WHAT YOU SHOULD DO: Find every line containing "Debug" in the records below and report the tally as a bare number.

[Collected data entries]
//! Syntactic request-URI check run before any network call.

use url::Url;

/// Checks that `candidate` parses as an absolute URI. No scheme, host or
/// reachability checks beyond what parsing implies.
///
/// The parsed form is what goes on the wire: characters such as spaces come
/// back percent-encoded.
pub fn validate_request_uri(candidate: &str) -> Result<Url, url::ParseError> {
    Url::parse(candidate)
}
//! HTTP GET transport.
//!
//! The downloader only depends on the [`Transport`] trait; [`CurlTransport`]
//! is the libcurl-backed implementation used by the CLI.

mod curl_transport;

pub use curl_transport::CurlTransport;

use thiserror::Error;

/// Final response of a GET after redirects have been followed.
#[derive(Debug, Clone, PartialEq, Eq, Default)]
pub struct HttpResponse {
    pub status: u32,
    /// `Content-Type` of the final response, if the server sent one.
    pub content_type: Option<String>,
    pub body: Vec<u8>,
}

/// The request could not be completed (DNS, connect, TLS, timeout, ...).
#[derive(Debug, Error)]
pub enum TransportError {
    #[error("{0}")]
    Curl(#[from] curl::Error),
    /// Failure reported by a non-curl transport.
    #[error("{0}")]
    Connection(String),
}

impl TransportError {
    pub fn is_timeout(&self) -> bool {
        match self {
            TransportError::Curl(e) => e.is_operation_timedout(),
            TransportError::Connection(_) => false,
        }
    }
}

/// Performs a single blocking GET and buffers the whole body.
pub trait Transport {
    fn get(&self, url: &str) -> Result<HttpResponse, TransportError>;
}

impl<T: Transport + ?Sized> Transport for &T {
    fn get(&self, url: &str) -> Result<HttpResponse, TransportError> {
        (**self).get(url)
    }
}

RESPONSE BOX: 2